Pick out each line in these entries that contains the string "failures".

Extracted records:
· · · · ·

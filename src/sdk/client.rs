use std::fmt;
use std::sync::atomic::{AtomicBool, Ordering};
use std::sync::Arc;
use std::time::Duration;

use parking_lot::Mutex;
use tokio::sync::{broadcast, mpsc};
use tokio::task::JoinHandle;
use tokio::time::{sleep, sleep_until, timeout_at, Instant};
use tokio_util::sync::CancellationToken;
use tracing::{debug, info, warn};

use crate::codec;
use crate::config::{ClientConfig, CompiledClientConfig, ConfigError};
use crate::messages::ActionCommand;
use crate::session::{Session, SessionAction, SessionError, SessionEvent};
use crate::transport::{Connector, SessionTransport, WebSocketConnector};

/// Events buffered per subscriber before it starts lagging.
pub const EVENT_CHANNEL_CAPACITY: usize = 256;

/// How long `disconnect` waits for the device to acknowledge the close before
/// the transport is dropped.
pub const CLOSE_TIMEOUT: Duration = Duration::from_secs(5);

/// Errors emitted by the high-level client.
#[derive(Debug)]
#[non_exhaustive]
pub enum ClientError {
    /// Configuration rejected while building the client.
    Config(ConfigError),
    /// Precondition failures from the session, e.g. sending before authentication.
    Session(SessionError),
    /// `connect` called while a previous connection loop is still running.
    AlreadyRunning,
}

impl fmt::Display for ClientError {
    fn fmt(&self, f: &mut fmt::Formatter<'_>) -> fmt::Result {
        match self {
            ClientError::Config(err) => write!(f, "config error: {}", err),
            ClientError::Session(err) => write!(f, "session error: {}", err),
            ClientError::AlreadyRunning => write!(f, "client is already connecting or connected"),
        }
    }
}

impl std::error::Error for ClientError {}

impl From<ConfigError> for ClientError {
    fn from(err: ConfigError) -> Self {
        ClientError::Config(err)
    }
}

impl From<SessionError> for ClientError {
    fn from(err: SessionError) -> Self {
        ClientError::Session(err)
    }
}

#[derive(Debug)]
enum Outbound {
    Text(String),
    Terminate,
}

#[derive(Debug)]
enum DriverCommand {
    Outbound(Outbound),
    Close,
}

enum Flow {
    Continue,
    /// Transport finished closing on its own.
    Closed,
    Terminate,
}

/// State shared between the client handle and its supervising task.
struct Shared {
    config: CompiledClientConfig,
    connector: Arc<dyn Connector>,
    session: Mutex<Session>,
    events: broadcast::Sender<SessionEvent>,
    commands: Mutex<Option<mpsc::UnboundedSender<DriverCommand>>>,
    auto_reconnect: AtomicBool,
    cancel: Mutex<CancellationToken>,
}

impl Shared {
    fn emit(&self, event: SessionEvent) {
        // no subscribers is not an error
        let _ = self.events.send(event);
    }

    /// Publishes events immediately and returns the transport work in order.
    fn publish(&self, actions: Vec<SessionAction>) -> Vec<Outbound> {
        let mut outbound = Vec::new();
        for action in actions {
            match action {
                SessionAction::Send(frame) => match codec::encode_frame(&frame) {
                    Ok(text) => outbound.push(Outbound::Text(text)),
                    Err(err) => self.emit(SessionEvent::Error(err.into())),
                },
                SessionAction::Emit(event) => self.emit(event),
                SessionAction::Terminate => outbound.push(Outbound::Terminate),
            }
        }
        outbound
    }

    fn command(&self, command: DriverCommand) {
        let sent = self
            .commands
            .lock()
            .as_ref()
            .map(|tx| tx.send(command).is_ok())
            .unwrap_or(false);
        if !sent {
            debug!("no connection task; command dropped");
        }
    }
}

/// Client for one Remootio device.
///
/// # Guarantees
/// * A single supervising task owns the websocket and runs the reconnect loop.
/// * Action calls return precondition failures synchronously; everything the
///   device does is reported through [`RemootioClient::subscribe`].
/// * Every connection attempt starts from an empty session and authenticates again.
pub struct RemootioClient {
    shared: Arc<Shared>,
    task: Mutex<Option<JoinHandle<()>>>,
}

impl RemootioClient {
    /// Builds a client that talks to the device over a websocket.
    pub fn new(config: ClientConfig) -> Result<Self, ClientError> {
        Self::with_connector(config, Arc::new(WebSocketConnector))
    }

    /// Builds a client over a caller-provided transport.
    pub fn with_connector(
        config: ClientConfig,
        connector: Arc<dyn Connector>,
    ) -> Result<Self, ClientError> {
        let config = config.compile()?;
        let session = Session::new(config.keys().clone(), config.keepalive_interval());
        let (events, _) = broadcast::channel(EVENT_CHANNEL_CAPACITY);
        Ok(Self {
            shared: Arc::new(Shared {
                config,
                connector,
                session: Mutex::new(session),
                events,
                commands: Mutex::new(None),
                auto_reconnect: AtomicBool::new(false),
                cancel: Mutex::new(CancellationToken::new()),
            }),
            task: Mutex::new(None),
        })
    }

    /// Registers a new event listener.
    ///
    /// # Guarantees
    /// * Events arrive in the order the session produced them.
    /// * A subscriber more than [`EVENT_CHANNEL_CAPACITY`] events behind sees
    ///   `RecvError::Lagged` and skips ahead; other subscribers are unaffected.
    pub fn subscribe(&self) -> broadcast::Receiver<SessionEvent> {
        self.shared.events.subscribe()
    }

    /// `true` while a transport is open, authenticated or not.
    pub fn is_connected(&self) -> bool {
        self.shared.session.lock().is_connected()
    }

    /// `true` once the session key has been confirmed by a `QUERY` round trip.
    pub fn is_authenticated(&self) -> bool {
        self.shared.session.lock().is_authenticated()
    }

    /// Latest action id acknowledged by the device, `None` before a challenge.
    pub fn last_action_id(&self) -> Option<u32> {
        self.shared.session.lock().last_action_id()
    }

    /// Starts the connection loop in the background. Must be called inside a
    /// tokio runtime.
    ///
    /// With `auto_reconnect` every close, including keepalive failures, is
    /// followed by a fresh attempt after the configured delay.
    pub fn connect(&self, auto_reconnect: bool) -> Result<(), ClientError> {
        let mut task = self.task.lock();
        if task.as_ref().is_some_and(|handle| !handle.is_finished()) {
            return Err(ClientError::AlreadyRunning);
        }
        self.shared
            .auto_reconnect
            .store(auto_reconnect, Ordering::SeqCst);
        let cancel = CancellationToken::new();
        *self.shared.cancel.lock() = cancel.clone();
        let (tx, rx) = mpsc::unbounded_channel();
        *self.shared.commands.lock() = Some(tx);
        *task = Some(tokio::spawn(supervise(self.shared.clone(), rx, cancel)));
        Ok(())
    }

    /// Disables reconnects and asks the transport to close.
    ///
    /// Returns immediately; a `Disconnect` event follows once the close completes.
    pub fn disconnect(&self) {
        self.shared.auto_reconnect.store(false, Ordering::SeqCst);
        self.shared.cancel.lock().cancel();
        self.shared.command(DriverCommand::Close);
    }

    /// Resolves once the connection loop has exited.
    pub async fn wait_closed(&self) {
        let handle = self.task.lock().take();
        if let Some(handle) = handle {
            if let Err(err) = handle.await {
                warn!(%err, "connection task ended abnormally");
            }
        }
    }

    /// Sends `AUTH`. Only needed when `authenticate_on_connect` is disabled.
    ///
    /// # Errors
    /// Returns [`ClientError::Session`] wrapping:
    /// * [`SessionError::NotConnected`] if no transport is open.
    pub fn authenticate(&self) -> Result<(), ClientError> {
        self.run(Session::authenticate)
    }

    /// Sends `HELLO`; the reply arrives as an incoming `SERVER_HELLO` message.
    ///
    /// # Errors
    /// Returns [`ClientError::Session`] wrapping:
    /// * [`SessionError::NotConnected`] if no transport is open.
    pub fn send_hello(&self) -> Result<(), ClientError> {
        self.run(Session::hello)
    }

    /// Encrypts and sends one action under the session key.
    ///
    /// The device's answer is delivered as an incoming `response` payload;
    /// this call only reports whether the action could be sent.
    ///
    /// # Errors
    /// Returns [`ClientError::Session`] wrapping:
    /// * [`SessionError::NotConnected`] if no transport is open.
    /// * [`SessionError::NotAuthenticated`] before a challenge has been received.
    /// * [`SessionError::InvalidDuration`] for hold durations outside `1..=1440` minutes.
    pub fn send_action(&self, command: ActionCommand) -> Result<(), ClientError> {
        self.run(|session| session.send_action(command))
    }

    /// Asks for the current gate state (`QUERY`).
    ///
    /// # Errors
    /// Same as [`RemootioClient::send_action`].
    pub fn send_query(&self) -> Result<(), ClientError> {
        self.send_action(ActionCommand::Query)
    }

    /// Pulses the main output (`TRIGGER`).
    ///
    /// # Errors
    /// Same as [`RemootioClient::send_action`].
    pub fn send_trigger(&self) -> Result<(), ClientError> {
        self.send_action(ActionCommand::Trigger)
    }

    /// Pulses the secondary output (`TRIGGER_SECONDARY`).
    ///
    /// # Errors
    /// Same as [`RemootioClient::send_action`].
    pub fn send_trigger_secondary(&self) -> Result<(), ClientError> {
        self.send_action(ActionCommand::TriggerSecondary)
    }

    /// Opens the gate (`OPEN`); needs a sensor on the device.
    ///
    /// # Errors
    /// Same as [`RemootioClient::send_action`].
    pub fn send_open(&self) -> Result<(), ClientError> {
        self.send_action(ActionCommand::Open)
    }

    /// Closes the gate (`CLOSE`); needs a sensor on the device.
    ///
    /// # Errors
    /// Same as [`RemootioClient::send_action`].
    pub fn send_close(&self) -> Result<(), ClientError> {
        self.send_action(ActionCommand::Close)
    }

    /// Restarts the device (`RESTART`).
    ///
    /// # Errors
    /// Same as [`RemootioClient::send_action`].
    pub fn send_restart(&self) -> Result<(), ClientError> {
        self.send_action(ActionCommand::Restart)
    }

    /// Keeps the main output active for `minutes`.
    ///
    /// # Errors
    /// Same as [`RemootioClient::send_action`], including
    /// [`SessionError::InvalidDuration`] when `minutes` is 0 or above 1440.
    pub fn hold_trigger_output_active(&self, minutes: u32) -> Result<(), ClientError> {
        self.send_action(ActionCommand::HoldTriggerOutputActive { minutes })
    }

    /// Keeps the secondary output active for `minutes`.
    ///
    /// # Errors
    /// Same as [`RemootioClient::send_action`], including
    /// [`SessionError::InvalidDuration`] when `minutes` is 0 or above 1440.
    pub fn hold_trigger_secondary_output_active(&self, minutes: u32) -> Result<(), ClientError> {
        self.send_action(ActionCommand::HoldTriggerSecondaryOutputActive { minutes })
    }

    /// Keeps the open output active for `minutes`.
    ///
    /// # Errors
    /// Same as [`RemootioClient::send_action`], including
    /// [`SessionError::InvalidDuration`] when `minutes` is 0 or above 1440.
    pub fn hold_open_output_active(&self, minutes: u32) -> Result<(), ClientError> {
        self.send_action(ActionCommand::HoldOpenOutputActive { minutes })
    }

    /// Keeps the close output active for `minutes`.
    ///
    /// # Errors
    /// Same as [`RemootioClient::send_action`], including
    /// [`SessionError::InvalidDuration`] when `minutes` is 0 or above 1440.
    pub fn hold_close_output_active(&self, minutes: u32) -> Result<(), ClientError> {
        self.send_action(ActionCommand::HoldCloseOutputActive { minutes })
    }

    fn run<F>(&self, op: F) -> Result<(), ClientError>
    where
        F: FnOnce(&mut Session) -> Result<Vec<SessionAction>, SessionError>,
    {
        let actions = {
            let mut session = self.shared.session.lock();
            op(&mut *session)?
        };
        for outbound in self.shared.publish(actions) {
            self.shared.command(DriverCommand::Outbound(outbound));
        }
        Ok(())
    }
}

· · · · ·

▸ RESPONSE TO THIS EXERCISE:
    /// Precondition failures from the session, e.g. sending before authentication.
/// * Action calls return precondition failures synchronously; everything the
    /// With `auto_reconnect` every close, including keepalive failures, is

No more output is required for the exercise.